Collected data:
►

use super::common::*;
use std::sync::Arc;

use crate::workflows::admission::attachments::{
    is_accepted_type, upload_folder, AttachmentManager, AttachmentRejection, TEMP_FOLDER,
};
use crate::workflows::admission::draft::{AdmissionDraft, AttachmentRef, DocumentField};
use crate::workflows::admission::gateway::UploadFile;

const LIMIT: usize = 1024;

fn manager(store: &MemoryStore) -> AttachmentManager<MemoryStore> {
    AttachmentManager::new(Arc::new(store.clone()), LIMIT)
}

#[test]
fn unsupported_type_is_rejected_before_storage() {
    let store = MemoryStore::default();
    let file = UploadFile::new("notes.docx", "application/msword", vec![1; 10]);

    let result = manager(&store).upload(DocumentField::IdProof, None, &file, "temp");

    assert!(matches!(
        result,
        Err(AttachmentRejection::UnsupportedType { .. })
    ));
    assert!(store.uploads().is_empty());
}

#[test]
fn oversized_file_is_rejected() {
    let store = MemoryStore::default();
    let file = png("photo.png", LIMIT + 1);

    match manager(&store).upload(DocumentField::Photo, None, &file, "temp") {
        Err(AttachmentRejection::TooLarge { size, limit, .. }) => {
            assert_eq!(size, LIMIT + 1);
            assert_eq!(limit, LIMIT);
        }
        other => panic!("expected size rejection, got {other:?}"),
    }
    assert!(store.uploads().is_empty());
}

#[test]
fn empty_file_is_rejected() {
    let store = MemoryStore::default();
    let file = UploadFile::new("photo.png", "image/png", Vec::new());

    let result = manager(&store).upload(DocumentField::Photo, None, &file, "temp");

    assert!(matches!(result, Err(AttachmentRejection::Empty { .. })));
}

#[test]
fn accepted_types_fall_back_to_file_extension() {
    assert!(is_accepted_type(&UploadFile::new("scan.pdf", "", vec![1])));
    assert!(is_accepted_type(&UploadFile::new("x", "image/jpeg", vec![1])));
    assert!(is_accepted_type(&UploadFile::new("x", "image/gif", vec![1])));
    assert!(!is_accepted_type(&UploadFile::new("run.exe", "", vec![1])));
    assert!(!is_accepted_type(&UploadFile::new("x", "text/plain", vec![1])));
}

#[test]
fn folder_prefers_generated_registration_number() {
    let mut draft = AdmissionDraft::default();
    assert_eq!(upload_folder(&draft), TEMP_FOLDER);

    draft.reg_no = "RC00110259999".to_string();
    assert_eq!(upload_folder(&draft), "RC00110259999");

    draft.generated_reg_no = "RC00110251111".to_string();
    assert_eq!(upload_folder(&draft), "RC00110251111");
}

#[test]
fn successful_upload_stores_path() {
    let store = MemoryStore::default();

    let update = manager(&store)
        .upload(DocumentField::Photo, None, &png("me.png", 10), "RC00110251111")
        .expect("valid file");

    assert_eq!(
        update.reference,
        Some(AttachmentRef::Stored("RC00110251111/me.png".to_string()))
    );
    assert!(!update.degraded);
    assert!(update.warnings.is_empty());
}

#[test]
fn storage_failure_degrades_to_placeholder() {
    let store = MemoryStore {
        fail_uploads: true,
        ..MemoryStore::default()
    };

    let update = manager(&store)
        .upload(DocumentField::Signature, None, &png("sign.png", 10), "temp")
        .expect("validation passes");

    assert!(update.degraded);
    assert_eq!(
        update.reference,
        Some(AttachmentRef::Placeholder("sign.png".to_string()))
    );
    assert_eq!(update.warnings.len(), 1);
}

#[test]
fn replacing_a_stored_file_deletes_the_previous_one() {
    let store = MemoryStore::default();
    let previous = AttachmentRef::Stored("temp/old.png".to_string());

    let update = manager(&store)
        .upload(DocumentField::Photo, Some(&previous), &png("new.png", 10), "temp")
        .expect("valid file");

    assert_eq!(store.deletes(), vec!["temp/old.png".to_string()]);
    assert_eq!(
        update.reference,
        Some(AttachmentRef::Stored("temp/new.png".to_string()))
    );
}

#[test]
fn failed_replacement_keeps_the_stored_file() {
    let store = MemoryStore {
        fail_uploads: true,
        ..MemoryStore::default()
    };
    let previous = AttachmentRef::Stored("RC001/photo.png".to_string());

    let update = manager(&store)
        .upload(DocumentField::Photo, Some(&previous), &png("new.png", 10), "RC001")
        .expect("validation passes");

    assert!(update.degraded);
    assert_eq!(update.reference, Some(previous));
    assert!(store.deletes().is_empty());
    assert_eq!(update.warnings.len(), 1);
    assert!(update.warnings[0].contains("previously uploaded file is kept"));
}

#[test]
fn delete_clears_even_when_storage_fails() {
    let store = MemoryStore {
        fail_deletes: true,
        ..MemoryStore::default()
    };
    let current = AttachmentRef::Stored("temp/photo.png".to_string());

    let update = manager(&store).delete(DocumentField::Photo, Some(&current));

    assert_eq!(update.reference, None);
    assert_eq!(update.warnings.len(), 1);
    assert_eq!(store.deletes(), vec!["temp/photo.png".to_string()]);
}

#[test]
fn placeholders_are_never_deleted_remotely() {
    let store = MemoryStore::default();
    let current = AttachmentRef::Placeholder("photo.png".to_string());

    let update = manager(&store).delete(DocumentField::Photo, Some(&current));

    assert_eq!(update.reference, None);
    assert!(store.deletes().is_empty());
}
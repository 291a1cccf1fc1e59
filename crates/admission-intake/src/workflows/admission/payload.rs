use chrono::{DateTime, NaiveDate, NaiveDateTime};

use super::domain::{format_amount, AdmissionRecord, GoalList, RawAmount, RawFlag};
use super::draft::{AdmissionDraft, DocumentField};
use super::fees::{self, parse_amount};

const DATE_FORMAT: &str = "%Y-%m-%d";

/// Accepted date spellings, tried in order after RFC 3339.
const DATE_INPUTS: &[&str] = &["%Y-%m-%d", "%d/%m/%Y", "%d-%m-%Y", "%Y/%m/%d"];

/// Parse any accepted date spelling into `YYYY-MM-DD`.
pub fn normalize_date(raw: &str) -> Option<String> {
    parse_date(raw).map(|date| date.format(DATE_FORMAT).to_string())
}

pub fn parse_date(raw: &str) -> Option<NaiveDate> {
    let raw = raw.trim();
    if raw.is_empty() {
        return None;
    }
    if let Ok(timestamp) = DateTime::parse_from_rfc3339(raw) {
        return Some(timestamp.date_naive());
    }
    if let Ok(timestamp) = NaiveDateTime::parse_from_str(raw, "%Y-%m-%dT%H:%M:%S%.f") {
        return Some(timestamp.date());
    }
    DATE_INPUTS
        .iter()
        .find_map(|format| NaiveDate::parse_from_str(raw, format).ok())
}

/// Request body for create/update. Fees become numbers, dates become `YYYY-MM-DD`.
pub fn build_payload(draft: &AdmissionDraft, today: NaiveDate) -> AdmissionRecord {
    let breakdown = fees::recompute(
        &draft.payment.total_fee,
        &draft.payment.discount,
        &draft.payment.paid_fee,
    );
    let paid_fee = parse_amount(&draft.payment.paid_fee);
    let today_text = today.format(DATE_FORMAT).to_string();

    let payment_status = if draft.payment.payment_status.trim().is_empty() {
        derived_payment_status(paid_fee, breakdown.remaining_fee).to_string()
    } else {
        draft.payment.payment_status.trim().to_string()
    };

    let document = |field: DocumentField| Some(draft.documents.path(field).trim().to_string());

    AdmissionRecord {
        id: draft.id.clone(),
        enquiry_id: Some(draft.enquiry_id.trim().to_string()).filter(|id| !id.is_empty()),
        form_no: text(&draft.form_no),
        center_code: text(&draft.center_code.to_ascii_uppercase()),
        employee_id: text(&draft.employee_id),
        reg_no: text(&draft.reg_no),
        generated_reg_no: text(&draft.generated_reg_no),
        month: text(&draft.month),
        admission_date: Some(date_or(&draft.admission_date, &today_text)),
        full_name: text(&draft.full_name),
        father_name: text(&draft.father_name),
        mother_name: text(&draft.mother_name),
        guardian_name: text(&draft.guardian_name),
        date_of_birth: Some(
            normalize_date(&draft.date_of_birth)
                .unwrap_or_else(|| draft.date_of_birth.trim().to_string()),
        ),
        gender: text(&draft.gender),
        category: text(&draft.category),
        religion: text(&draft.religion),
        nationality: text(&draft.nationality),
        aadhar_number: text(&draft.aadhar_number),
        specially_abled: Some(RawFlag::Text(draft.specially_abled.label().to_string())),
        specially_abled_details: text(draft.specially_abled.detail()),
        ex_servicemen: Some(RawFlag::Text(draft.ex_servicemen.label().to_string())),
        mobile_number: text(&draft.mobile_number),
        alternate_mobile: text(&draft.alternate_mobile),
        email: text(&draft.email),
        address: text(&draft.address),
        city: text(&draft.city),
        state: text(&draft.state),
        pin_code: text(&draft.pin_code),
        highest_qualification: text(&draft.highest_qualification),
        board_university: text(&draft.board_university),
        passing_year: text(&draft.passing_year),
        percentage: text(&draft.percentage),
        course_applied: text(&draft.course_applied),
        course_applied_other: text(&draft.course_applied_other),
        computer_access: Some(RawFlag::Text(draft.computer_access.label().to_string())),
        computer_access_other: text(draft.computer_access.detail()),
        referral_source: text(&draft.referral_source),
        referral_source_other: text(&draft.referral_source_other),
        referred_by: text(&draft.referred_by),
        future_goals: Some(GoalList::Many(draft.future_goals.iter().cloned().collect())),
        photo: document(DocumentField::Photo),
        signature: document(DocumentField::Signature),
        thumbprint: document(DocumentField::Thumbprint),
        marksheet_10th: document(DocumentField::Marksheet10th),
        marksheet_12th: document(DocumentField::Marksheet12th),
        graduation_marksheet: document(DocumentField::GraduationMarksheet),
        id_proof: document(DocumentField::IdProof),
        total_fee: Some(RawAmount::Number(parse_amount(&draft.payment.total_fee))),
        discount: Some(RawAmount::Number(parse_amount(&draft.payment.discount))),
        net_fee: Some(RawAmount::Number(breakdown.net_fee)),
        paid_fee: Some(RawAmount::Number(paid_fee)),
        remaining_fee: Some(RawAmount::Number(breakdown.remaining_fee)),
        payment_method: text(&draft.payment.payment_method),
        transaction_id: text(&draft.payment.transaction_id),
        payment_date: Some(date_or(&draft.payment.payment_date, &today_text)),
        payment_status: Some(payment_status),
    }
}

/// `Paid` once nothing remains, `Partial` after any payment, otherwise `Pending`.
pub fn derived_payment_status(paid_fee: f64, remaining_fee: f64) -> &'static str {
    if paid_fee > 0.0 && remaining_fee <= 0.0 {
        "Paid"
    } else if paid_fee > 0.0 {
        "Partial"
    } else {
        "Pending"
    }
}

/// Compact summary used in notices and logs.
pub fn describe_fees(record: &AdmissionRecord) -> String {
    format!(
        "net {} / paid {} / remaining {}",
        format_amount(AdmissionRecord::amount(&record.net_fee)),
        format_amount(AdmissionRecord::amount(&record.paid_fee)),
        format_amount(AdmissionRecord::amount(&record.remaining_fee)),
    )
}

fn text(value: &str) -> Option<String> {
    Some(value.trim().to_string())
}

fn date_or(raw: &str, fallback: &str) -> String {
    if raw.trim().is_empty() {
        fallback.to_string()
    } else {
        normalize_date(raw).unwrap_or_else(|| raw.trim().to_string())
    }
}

◄

** Requirement **
Please, from the entries above, set down exactly the lines from the one containing "return Some(timestamp.date());" through the one containing "let today_text = today.format(DATE_FORMAT).to_string();", and only those.

** Task answer **
        return Some(timestamp.date());
    }
    DATE_INPUTS
        .iter()
        .find_map(|format| NaiveDate::parse_from_str(raw, format).ok())
}

/// Request body for create/update. Fees become numbers, dates become `YYYY-MM-DD`.
pub fn build_payload(draft: &AdmissionDraft, today: NaiveDate) -> AdmissionRecord {
    let breakdown = fees::recompute(
        &draft.payment.total_fee,
        &draft.payment.discount,
        &draft.payment.paid_fee,
    );
    let paid_fee = parse_amount(&draft.payment.paid_fee);
    let today_text = today.format(DATE_FORMAT).to_string();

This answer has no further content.